Formalin-fixed, paraffin-embedded tissue samples were sectioned into serial 4-mm slices and placed on microscope slides. After deparaffinization in xylene and rehydration in alcohol, tissue sections underwent antigen retrieval for 30 min in Tris-EDTA buffer titrated to pH 9.0 at 97°C and cooled with tap water. Non-specific antigen reactions were blocked by a 1-h incubation with M.O.M. mouse IgG blocking buffer. The slides were then incubated with the anti-EGFR (MA5-13319; Thermo Scientific, Rockford, IL, USA) at a dilution of 1:500 for 12–16 h at 4°C. The slides were then incubated with Alexa fluor 488-conjugated polyclonal goat anti-mouse secondary antibody (Jackson ImmunoResearch Laboratories, Inc., USA) at a dilution of 1:100 for 1 h at room temperature. After washing with PBS, the slides were examined under confocal microscopy using LSM 700 instrument (Carl Zeiss, Oberkochen, Germany).

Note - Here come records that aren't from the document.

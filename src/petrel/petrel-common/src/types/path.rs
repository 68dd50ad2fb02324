/*
 * Petrel mail transfer engine
 * Copyright (C) 2024 the Petrel developers
 *
 * This program is free software: you can redistribute it and/or modify it under
 * the terms of the GNU General Public License as published by the Free Software
 * Foundation, either version 3 of the License, or any later version.
 *
 * This program is distributed in the hope that it will be useful, but WITHOUT
 * ANY WARRANTY; without even the implied warranty of MERCHANTABILITY or FITNESS
 * FOR A PARTICULAR PURPOSE.  See the GNU General Public License for more details.
 *
 * You should have received a copy of the GNU General Public License along with
 * this program. If not, see https://www.gnu.org/licenses/.
 *
*/

use crate::types::Address;

/// The sender path of a transaction: a mailbox, or `<>` for bounces and
/// notifications that must not themselves bounce.
#[derive(Debug, Clone, PartialEq, Eq, serde_with::SerializeDisplay, serde_with::DeserializeFromStr)]
pub enum ReversePath {
    /// The null path, `<>`.
    Null,
    /// A regular sender mailbox.
    Mailbox(Address),
}

impl ReversePath {
    /// The mailbox, unless this is the null path.
    #[must_use]
    #[inline]
    pub const fn mailbox(&self) -> Option<&Address> {
        match self {
            Self::Null => None,
            Self::Mailbox(mailbox) => Some(mailbox),
        }
    }

    /// Is this `<>` ?
    #[must_use]
    #[inline]
    pub const fn is_null(&self) -> bool {
        matches!(self, Self::Null)
    }

    /// Bracketed form, `<>` or `<local@domain>`.
    #[must_use]
    #[inline]
    pub fn bracketed(&self) -> String {
        match self {
            Self::Null => "<>".to_owned(),
            Self::Mailbox(mailbox) => format!("<{mailbox}>"),
        }
    }
}

impl std::fmt::Display for ReversePath {
    #[inline]
    fn fmt(&self, f: &mut std::fmt::Formatter<'_>) -> std::fmt::Result {
        match self {
            Self::Null => Ok(()),
            Self::Mailbox(mailbox) => write!(f, "{mailbox}"),
        }
    }
}

impl From<Address> for ReversePath {
    #[inline]
    fn from(mailbox: Address) -> Self {
        Self::Mailbox(mailbox)
    }
}

impl std::str::FromStr for ReversePath {
    type Err = crate::parser::ParseError;

    #[inline]
    fn from_str(s: &str) -> Result<Self, Self::Err> {
        // the unbracketed form of the null path is the empty string
        if s.is_empty() {
            return Ok(Self::Null);
        }
        let mut cursor = crate::parser::Cursor::new(s.as_bytes());
        let path = crate::parser::parse_reverse_path(&mut cursor)?;
        if !cursor.is_eof() {
            return Err(cursor.fail("end of the path"));
        }
        Ok(path)
    }
}
/*
 * Petrel mail transfer engine
 * Copyright (C) 2024 the Petrel developers
 *
 * This program is free software: you can redistribute it and/or modify it under
 * the terms of the GNU General Public License as published by the Free Software
 * Foundation, either version 3 of the License, or any later version.
 *
 * This program is distributed in the hope that it will be useful, but WITHOUT
 * ANY WARRANTY; without even the implied warranty of MERCHANTABILITY or FITNESS
 * FOR A PARTICULAR PURPOSE.  See the GNU General Public License for more details.
 *
 * You should have received a copy of the GNU General Public License along with
 * this program. If not, see https://www.gnu.org/licenses/.
 *
*/

/// Bind a listener on a random loopback port.
#[macro_export]
macro_rules! bind_random_port {
    () => {
        loop {
            let port = rand::random::<u32>().rem_euclid(65535 - 1025) + 1025;
            let server_addr: std::net::SocketAddr =
                format!("127.0.0.1:{port}").parse().expect("valid address");
            match tokio::net::TcpListener::bind(server_addr).await {
                Ok(socket_server) => break (socket_server, server_addr),
                Err(e) if e.kind() == std::io::ErrorKind::AddrInUse => (),
                Err(e) => panic!("{}", e),
            };
        }
    };
}

/// Spawn one [`petrel_protocol::Receiver`] for the next connection on
/// `$socket`.
#[macro_export]
macro_rules! spawn_receiver {
    ($socket:expr, $server_addr:expr, $config:expr, $backend:expr) => {{
        let socket_server = $socket;
        let server_addr = $server_addr;
        let config: std::sync::Arc<petrel_protocol::ReceiverConfig> = $config;
        let backend: std::sync::Arc<$crate::mock::MockBackend> = $backend;
        tokio::spawn(async move {
            let (client_stream, client_addr) = socket_server.accept().await.unwrap();
            let info = petrel_protocol::ConnectionInfo::new(client_addr, server_addr, config.kind);
            let receiver = petrel_protocol::Receiver::new(client_stream, backend, config);
            let _outcome = receiver.serve(info).await;
        })
    }};
}

/// Run one scripted connection against a receiver and assert the exact
/// reply transcript.
///
/// `input` entries are written verbatim, one after each final reply line;
/// an empty entry reads one more reply without writing (LMTP emits several
/// replies for one input). `expected` entries are whole replies,
/// continuation lines included. Returns the backend for journal
/// assertions.
#[macro_export]
macro_rules! run_test {
    (
        input = $input:expr,
        expected = [$($expected:expr),* $(,)?]
        $(, config = $config:expr)?
        $(, backend = $backend:expr)?
        $(,)?
    ) => {{
        let expected: Vec<String> = vec![$($expected.to_string()),*];
        let input: Vec<String> = $input.into_iter().map(|s| s.to_string()).collect::<Vec<_>>();

        let (socket_server, server_addr) = $crate::bind_random_port!();

        let config: std::sync::Arc<petrel_protocol::ReceiverConfig> = {
            let _f = || std::sync::Arc::new($crate::config::local_test());      $(
            let _f = || std::sync::Arc::new($config);                           )?
            _f()
        };

        let backend: std::sync::Arc<$crate::mock::MockBackend> = {
            let _f = || std::sync::Arc::new($crate::mock::MockBackend::default());  $(
            let _f = || std::sync::Arc::new($backend);                              )?
            _f()
        };
        let backend_handle = backend.clone();

        let server = $crate::spawn_receiver!(socket_server, server_addr, config, backend);

        let client = tokio::spawn(async move {
            use tokio::io::AsyncBufReadExt;
            use tokio::io::AsyncWriteExt;

            let stream = tokio::net::TcpStream::connect(server_addr).await.unwrap();
            let mut stream = tokio::io::BufReader::new(stream);

            let mut output: Vec<String> = vec![];
            let mut reply = String::new();
            let mut line_to_send = input.iter().cloned();

            loop {
                let mut line_received = String::new();
                // read until '\n' or '\r\n'
                if stream.read_line(&mut line_received).await.map_or(true, |l| l == 0) {
                    break;
                }
                let continuation = line_received.chars().nth(3) == Some('-');
                reply.push_str(&line_received);
                if continuation {
                    continue;
                }
                output.push(std::mem::take(&mut reply));

                match line_to_send.next() {
                    // an empty entry: just read the next reply
                    Some(line) if line.is_empty() => {}
                    Some(line) => stream.write_all(line.as_bytes()).await.unwrap(),
                    None => break,
                }
            }
            output
        });

        let (client, server) = tokio::join!(client, server);
        let (client, _server) = (client.unwrap(), server.unwrap());

        pretty_assertions::assert_eq!(expected, client);

        backend_handle
    }};
    (
        fn $name:ident,
        input = $input:expr,
        expected = [$($expected:expr),* $(,)?]
        $(, config = $config:expr)?
        $(, backend = $backend:expr)?
        $(,)?
    ) => {
        #[test_log::test(tokio::test(flavor = "multi_thread", worker_threads = 2))]
        async fn $name() {
            run_test! {
                input = $input,
                expected = [$($expected),*]
                $(, config = $config)?
                $(, backend = $backend)?
            };
        }
    };
}

/// Like [`run_test!`], but each `expected` entry is one whole TCP burst:
/// every reply the server produced for one pipelined `input` window.
#[macro_export]
macro_rules! run_pipelined_test {
    (
        input = $input:expr,
        expected = [$($expected:expr),* $(,)?]
        $(, config = $config:expr)?
        $(, backend = $backend:expr)?
        $(,)?
    ) => {{
        let expected: Vec<String> = vec![$($expected.to_string()),*];
        let input: Vec<String> = $input.into_iter().map(|s| s.to_string()).collect::<Vec<_>>();

        let (socket_server, server_addr) = $crate::bind_random_port!();

        let config: std::sync::Arc<petrel_protocol::ReceiverConfig> = {
            let _f = || std::sync::Arc::new($crate::config::local_test());      $(
            let _f = || std::sync::Arc::new($config);                           )?
            _f()
        };

        let backend: std::sync::Arc<$crate::mock::MockBackend> = {
            let _f = || std::sync::Arc::new($crate::mock::MockBackend::default());  $(
            let _f = || std::sync::Arc::new($backend);                              )?
            _f()
        };
        let backend_handle = backend.clone();

        let server = $crate::spawn_receiver!(socket_server, server_addr, config, backend);

        let client = tokio::spawn(async move {
            use tokio::io::AsyncBufReadExt;
            use tokio::io::AsyncWriteExt;

            let stream = tokio::net::TcpStream::connect(server_addr).await.unwrap();
            let mut stream = tokio::io::BufReader::new(stream);

            let mut output: Vec<String> = vec![];
            let mut line_to_send = input.iter().cloned();

            loop {
                // collect everything the server wrote for this window
                let read_timeout = tokio::time::Duration::from_millis(100);
                let mut burst = String::new();
                loop {
                    let mut line_received = String::new();
                    match tokio::time::timeout(read_timeout, stream.read_line(&mut line_received))
                        .await
                    {
                        Ok(Ok(0)) | Err(_) => break,
                        Ok(Ok(_)) => burst.push_str(&line_received),
                        Ok(Err(e)) => panic!("{}", e),
                    }
                }
                if burst.is_empty() {
                    break;
                }
                output.push(burst);
                match line_to_send.next() {
                    Some(line) => stream.write_all(line.as_bytes()).await.unwrap(),
                    None => break,
                }
            }
            output
        });

        let (client, server) = tokio::join!(client, server);
        let (client, _server) = (client.unwrap(), server.unwrap());

        pretty_assertions::assert_eq!(expected, client);

        backend_handle
    }};
    (
        fn $name:ident,
        input = $input:expr,
        expected = [$($expected:expr),* $(,)?]
        $(, config = $config:expr)?
        $(, backend = $backend:expr)?
        $(,)?
    ) => {
        #[test_log::test(tokio::test(flavor = "multi_thread", worker_threads = 2))]
        async fn $name() {
            run_pipelined_test! {
                input = $input,
                expected = [$($expected),*]
                $(, config = $config)?
                $(, backend = $backend)?
            };
        }
    };
}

Mice harboring subcutaneous and orthotopic tumors were injected with anti-EGFR (199.12; Thermo Scientific, Rockford, IL, USA) conjugated to DyLight 650 via the tail vein. Imaging was then performed using an IVIS®Spectrum In Vivo Imaging System (Perkin Elmer, Waltham MA, USA). For subcutaneous tumor, imaging was done on days 1, 2, and 3 after injection under anesthesia. For orthotopic tumor in each mouse, imaging was done after euthanasia, opening of the abdominal wall, and exposure of the liver and gallbladder. After the in vivo imaging of orthotopic tumors, the tumors and livers were removed from the mice, and ex vivo imaging was performed. The Firefly™ camera (Intuitive Surgical Inc., Sunnyvale, CA, USA) integrated into the da Vinci® robotic surgical system (Intuitive Surgical Inc., Sunnyvale, CA, USA) was used to image and record the fluorescence of anti-EGFR (199.12; Thermo Scientific, Rockford, IL, USA) conjugated to DyLight 800 in orthotopic tumors. The tumor background ratio was analyzed by ImageJ (National Institutes of Health, Bethesda, Maryland). The tumor was resected after in vivo florescent imaging. Subsequently, hematoxylin and eosin staining of resected orthotopic tumors was performed, and the samples were observed under light microscopy.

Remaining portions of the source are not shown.